前立腺肥大症低侵襲手術(ウロリフト・レジウム)

  • 問診、各症状スコアアンケート等
  • 排尿力ドック(今後の排尿障害治療のための体の状態を調べます)
    ・尿流量測定+残尿測定
    ・ホルモン採血
    ・超音波検査等
  • 感染症検査(手術に向けて感染症の有無を調べ抗生剤の投与種類などを把握します。)
    ・感染症採血
    ・尿培養検査
  • 排尿機能検査(手術に必要な前立腺内部の形態や麻酔方法などを選択します。
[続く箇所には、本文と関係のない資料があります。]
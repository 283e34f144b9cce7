//! Change-detection filter node
//!
//! Ties the pure decision engine to its collaborators: pulls identifier,
//! timestamp and value out of each message, loads and persists per-identifier
//! state, and tells the caller which output the message belongs on.
//!
//! Error policy per kind:
//! - missing identifier: fail open, the message is forwarded and the status
//!   shows "missing identifier"
//! - unresolvable timestamp/value: the message is dropped from both outputs
//!   and the error is returned
//! - store failure: same as above; a failed write never counts as an accept

use delta_core::{
    ChangeDetector, ExtractionError, FieldPath, Identifier, Message, Reading, Verdict, extract,
    to_identifier, to_number, to_number_strict,
};
use delta_gateway::Output;
use delta_ports::{Clock, StateStore, StoreError};
use log::{debug, error, warn};
use serde::{Deserialize, Serialize};
use serde_json::Value;
use std::sync::Arc;
use uuid::Uuid;

use crate::config::NodeConfig;
use crate::error::{Field, NodeError, NodeResult};

/// Out-of-band status of a node, as shown next to it in the flow editor
#[derive(Debug, Clone, PartialEq, Eq, Default, Serialize, Deserialize)]
#[serde(tag = "status", content = "detail", rename_all = "camelCase")]
pub enum NodeStatus {
    #[default]
    Clear,
    MissingIdentifier,
    ExtractionFailed(String),
    StoreFailed(String),
}

impl NodeStatus {
    /// Status text, `None` when clear
    pub fn text(&self) -> Option<String> {
        match self {
            NodeStatus::Clear => None,
            NodeStatus::MissingIdentifier => Some("missing identifier".to_string()),
            NodeStatus::ExtractionFailed(detail) => Some(format!("extraction failed: {detail}")),
            NodeStatus::StoreFailed(detail) => Some(format!("store failed: {detail}")),
        }
    }

    pub fn is_error(&self) -> bool {
        !matches!(self, NodeStatus::Clear)
    }
}

/// Where a message goes after the node has seen it
#[derive(Debug, Clone, PartialEq)]
pub enum Routed {
    Forward(Message),
    Rejected(Message),
}

impl Routed {
    pub fn output(&self) -> Output {
        match self {
            Routed::Forward(_) => Output::Forward,
            Routed::Rejected(_) => Output::Rejected,
        }
    }

    pub fn message(&self) -> &Message {
        match self {
            Routed::Forward(msg) | Routed::Rejected(msg) => msg,
        }
    }

    pub fn into_message(self) -> Message {
        match self {
            Routed::Forward(msg) | Routed::Rejected(msg) => msg,
        }
    }

    /// One slot per output, a rejection is `[None, Some(msg)]`
    pub fn outputs(self) -> [Option<Message>; 2] {
        let index = self.output().index();
        let mut slots = [None, None];
        slots[index] = Some(self.into_message());
        slots
    }
}

/// Filter node: one detector, one store, one clock
pub struct ChangeDetectNode {
    id: String,
    name: String,
    detector: ChangeDetector,
    timestamp_path: Option<FieldPath>,
    value_path: FieldPath,
    identifier_path: FieldPath,
    strict_numbers: bool,
    store: Arc<dyn StateStore>,
    clock: Arc<dyn Clock>,
    status: NodeStatus,
}

impl ChangeDetectNode {
    /// Create a node from a validated configuration
    pub fn new(
        config: NodeConfig,
        store: Arc<dyn StateStore>,
        clock: Arc<dyn Clock>,
    ) -> NodeResult<Self> {
        config.validate()?;

        Ok(Self {
            id: config
                .id
                .clone()
                .unwrap_or_else(|| Uuid::new_v4().to_string()),
            value_path: config.value_path(),
            identifier_path: config.identifier_path(),
            name: config.name,
            detector: ChangeDetector::new(config.detector),
            timestamp_path: config.timestamp_path,
            strict_numbers: config.strict_numbers,
            store,
            clock,
            status: NodeStatus::Clear,
        })
    }

    pub fn id(&self) -> &str {
        &self.id
    }

    pub fn name(&self) -> &str {
        &self.name
    }

    pub fn detector(&self) -> &ChangeDetector {
        &self.detector
    }

    pub fn status(&self) -> &NodeStatus {
        &self.status
    }

    /// Handle one input message
    ///
    /// Taking `&mut self` serialises messages through the node, so every
    /// decision sees the state left by the previous accepted message.
    pub async fn on_input(&mut self, msg: Message) -> NodeResult<Routed> {
        let Some(identifier) = self.extract_identifier(&msg) else {
            warn!(
                "[{}] missing identifier at `{}`, forwarding",
                self.id, self.identifier_path
            );
            self.status = NodeStatus::MissingIdentifier;
            return Ok(Routed::Forward(msg));
        };

        let reading = match self.extract_reading(&msg) {
            Ok(reading) => reading,
            Err(err) => {
                error!("[{}] dropping message for {}: {}", self.id, identifier, err);
                self.status = NodeStatus::ExtractionFailed(err.to_string());
                return Err(err);
            }
        };

        let loaded = self.store.get(&identifier).await;
        let prior = match loaded {
            Ok(prior) => prior,
            Err(err) => return Err(self.store_failed(&identifier, err)),
        };

        let (verdict, reason) = self.detector.evaluate_with_reason(reading, prior.as_ref());

        let routed = match verdict {
            Verdict::Accept(state) => {
                let persisted = self.store.set(&identifier, state).await;
                if let Err(err) = persisted {
                    return Err(self.store_failed(&identifier, err));
                }
                debug!(
                    "[{}] accept {} ts={} value={} ({})",
                    self.id, identifier, reading.timestamp, reading.value, reason
                );
                Routed::Forward(msg)
            }
            Verdict::Reject => {
                debug!(
                    "[{}] reject {} ts={} value={} ({})",
                    self.id, identifier, reading.timestamp, reading.value, reason
                );
                Routed::Rejected(msg)
            }
        };

        self.status = NodeStatus::Clear;
        Ok(routed)
    }

    fn extract_identifier(&self, msg: &Message) -> Option<Identifier> {
        match extract(msg, Some(&self.identifier_path), None) {
            Ok(value) => to_identifier(&value),
            Err(err) => {
                debug!("[{}] {}", self.id, err);
                None
            }
        }
    }

    fn extract_reading(&self, msg: &Message) -> NodeResult<Reading> {
        let now = Value::from(self.clock.now());

        let timestamp = extract(msg, self.timestamp_path.as_ref(), Some(now)).map_err(|source| {
            NodeError::Extraction {
                field: Field::Timestamp,
                source,
            }
        })?;
        let timestamp_path = self
            .timestamp_path
            .as_ref()
            .map_or("<now>", FieldPath::as_str);
        let timestamp = self.number(Field::Timestamp, timestamp_path, &timestamp)?;

        let value = extract(msg, Some(&self.value_path), None).map_err(|source| {
            NodeError::Extraction {
                field: Field::Value,
                source,
            }
        })?;
        let value = self.number(Field::Value, self.value_path.as_str(), &value)?;

        Ok(Reading::new(timestamp, value))
    }

    fn number(&self, field: Field, path: &str, value: &Value) -> NodeResult<f64> {
        if !self.strict_numbers {
            return Ok(to_number(value));
        }
        to_number_strict(value).ok_or_else(|| NodeError::Extraction {
            field,
            source: ExtractionError::NotNumeric {
                path: path.to_string(),
                found: value.to_string(),
            },
        })
    }

    fn store_failed(&mut self, identifier: &str, err: StoreError) -> NodeError {
        error!(
            "[{}] {} failed for {}: {}",
            self.id,
            self.store.name(),
            identifier,
            err
        );
        self.status = NodeStatus::StoreFailed(err.to_string());
        NodeError::Store(err)
    }
}
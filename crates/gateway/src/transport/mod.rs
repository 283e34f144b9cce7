//! Transport abstraction layer
//!
//! Provides unified traits for message passing using tokio channels.
//! The trait-based design allows swapping in other transports later.

pub mod channel;
pub mod config;
pub mod json_lines;

pub use config::{Output, Subjects};

use crate::error::TransportError;
use async_trait::async_trait;
use serde::{Serialize, de::DeserializeOwned};

/// Publisher - sends messages to a subject/channel
#[async_trait]
pub trait Publisher<M>: Send + Sync
where
    M: Serialize + Send + Sync,
{
    /// Publish a message
    async fn publish(&self, msg: &M) -> Result<(), TransportError>;
}

/// Subscriber - receives messages from a subject
#[async_trait]
pub trait Subscriber<M>: Send
where
    M: DeserializeOwned + Send,
{
    /// Wait for the next message
    ///
    /// Returns [`TransportError::ChannelClosed`] once every publisher is gone
    /// and the backlog is drained.
    async fn next(&mut self) -> Result<M, TransportError>;

    /// Try to receive without blocking (returns None if no message available)
    fn try_next(&mut self) -> Result<Option<M>, TransportError>;
}
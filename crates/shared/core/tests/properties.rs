//! Property tests for the decision engine
//!
//! Covers the universally quantified rules: first sighting, the maxTime
//! override, AND strictness, OR deferral to the value check, and default
//! extraction.

use delta_core::{
    ChangeDetector, DetectorConfig, DetectorState, Message, Mode, Reading, Verdict, extract,
};
use proptest::prelude::*;
use serde_json::json;

fn finite() -> impl Strategy<Value = f64> {
    -1.0e6..1.0e6f64
}

fn positive() -> impl Strategy<Value = f64> {
    0.0..1.0e4f64
}

fn mode() -> impl Strategy<Value = Mode> {
    prop_oneof![Just(Mode::Or), Just(Mode::And)]
}

fn optional(strategy: impl Strategy<Value = f64>) -> impl Strategy<Value = Option<f64>> {
    prop::option::of(strategy)
}

fn config(
    mode: Mode,
    min_time: Option<f64>,
    max_time: Option<f64>,
    min_delta: Option<f64>,
) -> DetectorConfig {
    let mut config = DetectorConfig::new(mode);
    config.thresholds.min_time = min_time;
    config.thresholds.max_time = max_time;
    config.thresholds.min_delta = min_delta;
    config
}

proptest! {
    #[test]
    fn first_sighting_always_accepts(
        mode in mode(),
        min_time in optional(positive()),
        max_time in optional(positive()),
        min_delta in optional(positive()),
        ts in finite(),
        value in finite(),
    ) {
        let detector = ChangeDetector::new(config(mode, min_time, max_time, min_delta));
        let reading = Reading::new(ts, value);

        prop_assert_eq!(detector.evaluate(reading, None), Verdict::Accept(reading.to_state()));
    }

    #[test]
    fn max_time_elapsed_always_accepts(
        mode in mode(),
        min_time in optional(positive()),
        max_time in positive(),
        min_delta in optional(positive()),
        prior_ts in finite(),
        prior_value in finite(),
        extra in positive(),
        value in finite(),
    ) {
        let detector = ChangeDetector::new(config(mode, min_time, Some(max_time), min_delta));
        let prior = DetectorState { timestamp: prior_ts, value: prior_value };
        let reading = Reading::new(prior_ts + max_time + extra, value);

        // Float rounding can pull the delta just under maxTime
        prop_assume!(reading.timestamp - prior_ts >= max_time);
        prop_assert!(detector.evaluate(reading, Some(&prior)).is_accept());
    }

    #[test]
    fn and_mode_requires_both(
        min_time in positive(),
        min_delta in positive(),
        time_delta in 0.0..2.0e4f64,
        value_delta in -2.0e4..2.0e4f64,
    ) {
        let detector = ChangeDetector::new(
            DetectorConfig::new(Mode::And).with_min_time(min_time).with_min_delta(min_delta),
        );
        let prior = DetectorState { timestamp: 1_000.0, value: 0.0 };
        let reading = Reading::new(prior.timestamp + time_delta, prior.value + value_delta);

        let time_ok = reading.timestamp - prior.timestamp >= min_time;
        let value_ok = (reading.value - prior.value).abs() >= min_delta;

        prop_assert_eq!(detector.evaluate(reading, Some(&prior)).is_accept(), time_ok && value_ok);
    }

    #[test]
    fn or_mode_lets_value_override_time(
        min_time in positive(),
        min_delta in positive(),
        time_delta in 0.0..2.0e4f64,
        value_delta in -2.0e4..2.0e4f64,
    ) {
        let detector = ChangeDetector::new(
            DetectorConfig::new(Mode::Or).with_min_time(min_time).with_min_delta(min_delta),
        );
        let prior = DetectorState { timestamp: 1_000.0, value: 0.0 };
        let reading = Reading::new(prior.timestamp + time_delta, prior.value + value_delta);

        let value_ok = (reading.value - prior.value).abs() >= min_delta;

        // A failed minTime defers to the value check, and a passed one still
        // has to clear it, so in OR mode the magnitude alone decides
        prop_assert_eq!(detector.evaluate(reading, Some(&prior)).is_accept(), value_ok);
    }

    #[test]
    fn reject_never_carries_state(
        mode in mode(),
        min_time in optional(positive()),
        min_delta in optional(positive()),
        ts in finite(),
        value in finite(),
    ) {
        let detector = ChangeDetector::new(config(mode, min_time, None, min_delta));
        let prior = DetectorState { timestamp: 0.0, value: 0.0 };
        let verdict = detector.evaluate(Reading::new(ts, value), Some(&prior));

        if !verdict.is_accept() {
            prop_assert_eq!(verdict.new_state(), None);
        }
    }

    #[test]
    fn default_ignores_message_contents(key in "[a-z]{1,8}", field in any::<i64>(), default in any::<i64>()) {
        let mut fields = serde_json::Map::new();
        fields.insert(key, json!(field));
        let msg = Message::new(serde_json::Value::Object(fields));
        prop_assert_eq!(extract(&msg, None, Some(json!(default))).unwrap(), json!(default));
    }
}
use serde::de::{self, Deserializer};
use serde::{Deserialize, Serialize};

/// Combination policy when both a time and a magnitude threshold are set
#[derive(Debug, Clone, Copy, PartialEq, Eq, Hash, Default, Serialize, Deserialize)]
#[serde(rename_all = "UPPERCASE")]
pub enum Mode {
    /// Accept if enough time elapsed or the value moved enough
    #[default]
    Or,
    /// Accept only if enough time elapsed and the value moved enough
    And,
}

/// Optional time and magnitude thresholds
///
/// Each bound may be given as a number, a numeric string, or an empty
/// string meaning "unset".
#[derive(Debug, Clone, Copy, PartialEq, Default, Serialize, Deserialize)]
#[serde(rename_all = "camelCase")]
pub struct Thresholds {
    /// Minimum time since the last accepted reading
    #[serde(
        default,
        deserialize_with = "deserialize_threshold",
        skip_serializing_if = "Option::is_none"
    )]
    pub min_time: Option<f64>,

    /// Elapsed time after which a reading is accepted unconditionally
    #[serde(
        default,
        deserialize_with = "deserialize_threshold",
        skip_serializing_if = "Option::is_none"
    )]
    pub max_time: Option<f64>,

    /// Minimum absolute change from the last accepted value
    #[serde(
        default,
        deserialize_with = "deserialize_threshold",
        skip_serializing_if = "Option::is_none"
    )]
    pub min_delta: Option<f64>,
}

impl Thresholds {
    /// Whether the time branch of the decision runs at all
    pub fn has_time_bounds(&self) -> bool {
        self.min_time.is_some() || self.max_time.is_some()
    }

    /// Named bounds, for validation and logging
    pub fn iter(&self) -> impl Iterator<Item = (&'static str, Option<f64>)> {
        [
            ("minTime", self.min_time),
            ("maxTime", self.max_time),
            ("minDelta", self.min_delta),
        ]
        .into_iter()
    }
}

/// Immutable configuration of one detector instance
#[derive(Debug, Clone, Copy, PartialEq, Default, Serialize, Deserialize)]
pub struct DetectorConfig {
    #[serde(rename = "changeDetectionMode", default)]
    pub mode: Mode,

    #[serde(flatten)]
    pub thresholds: Thresholds,
}

impl DetectorConfig {
    pub fn new(mode: Mode) -> Self {
        Self {
            mode,
            thresholds: Thresholds::default(),
        }
    }

    pub fn with_min_time(mut self, min_time: f64) -> Self {
        self.thresholds.min_time = Some(min_time);
        self
    }

    pub fn with_max_time(mut self, max_time: f64) -> Self {
        self.thresholds.max_time = Some(max_time);
        self
    }

    pub fn with_min_delta(mut self, min_delta: f64) -> Self {
        self.thresholds.min_delta = Some(min_delta);
        self
    }
}

fn deserialize_threshold<'de, D>(deserializer: D) -> Result<Option<f64>, D::Error>
where
    D: Deserializer<'de>,
{
    #[derive(Deserialize)]
    #[serde(untagged)]
    enum Raw {
        Number(f64),
        Text(String),
    }

    match Option::<Raw>::deserialize(deserializer)? {
        None => Ok(None),
        Some(Raw::Number(n)) => Ok(Some(n)),
        Some(Raw::Text(s)) if s.trim().is_empty() => Ok(None),
        Some(Raw::Text(s)) => s
            .trim()
            .parse::<f64>()
            .map(Some)
            .map_err(|_| de::Error::custom(format!("invalid threshold `{s}`"))),
    }
}
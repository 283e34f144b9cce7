//! Delta Runner - change-detection filter node
//!
//! Runs the decision engine as a single filtering stage of a message flow:
//!
//! - **Config**: JSON node configuration (thresholds, mode, field paths)
//! - **Node**: extraction, state load/persist, verdict, status
//! - **Pipeline**: drives a node from an input channel to its two outputs
//!
//! ## Architecture
//!
//! ```text
//!      input ──► ChangeDetectNode ──┬──► forward
//!                  │      ▲         └──► rejected
//!        extract   │      │ get/set
//!                  ▼      │
//!          ChangeDetector StateStore     status ──► (out of band)
//! ```

pub mod config;
pub mod error;
pub mod node;
pub mod pipeline;

// Re-export main types
pub use config::{ConfigError, NodeConfig, load_config, load_config_from_str, load_default_config};
pub use error::{Field, NodeError, NodeResult};
pub use node::{ChangeDetectNode, NodeStatus, Routed};
pub use pipeline::{Pipeline, PipelineStats};
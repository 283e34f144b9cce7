//! Filter node errors

use delta_core::ExtractionError;
use delta_ports::StoreError;
use std::fmt;
use thiserror::Error;

use crate::config::ConfigError;

/// Message field the node reads
#[derive(Debug, Clone, Copy, PartialEq, Eq)]
pub enum Field {
    Identifier,
    Timestamp,
    Value,
}

impl fmt::Display for Field {
    fn fmt(&self, f: &mut fmt::Formatter<'_>) -> fmt::Result {
        let name = match self {
            Field::Identifier => "identifier",
            Field::Timestamp => "timestamp",
            Field::Value => "value",
        };
        f.write_str(name)
    }
}

#[derive(Error, Debug)]
pub enum NodeError {
    #[error("Cannot extract {field}: {source}")]
    Extraction {
        field: Field,
        #[source]
        source: ExtractionError,
    },

    #[error("State store failure: {0}")]
    Store(#[from] StoreError),

    #[error("Invalid configuration: {0}")]
    Config(#[from] ConfigError),
}

pub type NodeResult<T> = std::result::Result<T, NodeError>;
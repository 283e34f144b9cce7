//! Delta Core Domain
//!
//! Pure domain types for the delta change-detection filter.
//! This crate contains no async, no I/O, and is 100% unit testable.
//!
//! The decision engine lives in [`detector`]: given the last accepted
//! reading for an identifier and a new reading, it decides whether the new
//! one is a significant enough change to pass downstream.

pub mod coerce;
pub mod config;
pub mod detector;
pub mod error;
pub mod message;
pub mod values;

// Re-export commonly used types at crate root
pub use coerce::{to_identifier, to_number, to_number_strict};
pub use config::{DetectorConfig, Mode, Thresholds};
pub use detector::{ChangeDetector, DetectorState, Reason, Reading, Verdict};
pub use error::{ExtractionError, ExtractionResult};
pub use message::{FieldPath, Message, extract};
pub use values::{Identifier, Measure, Timestamp};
)
    ・内視鏡
    ・膀胱内圧測定

手術当日の流れ

受診

体温測定・血圧測定などのバイタル測定検査をします。
※血圧の異常高値や37度以上の発熱がある方は中止になる場合があります。

術前処置

  • 尿道の局所麻酔
  • 前立腺ブロック等の局所麻酔
  • 20分前後の安静

手術

  • 内視鏡による手術開始
  • 所要時間5分から10分

術後

  • カテーテル留置の場合:術後10分程度お休み頂き帰宅
  • カテーテル留置の無い場合:術後10分程度お休み頂き、排尿後の残尿測定を行い帰宅

※術後のカテーテル留置の有無は、術式・術中所見により変わります。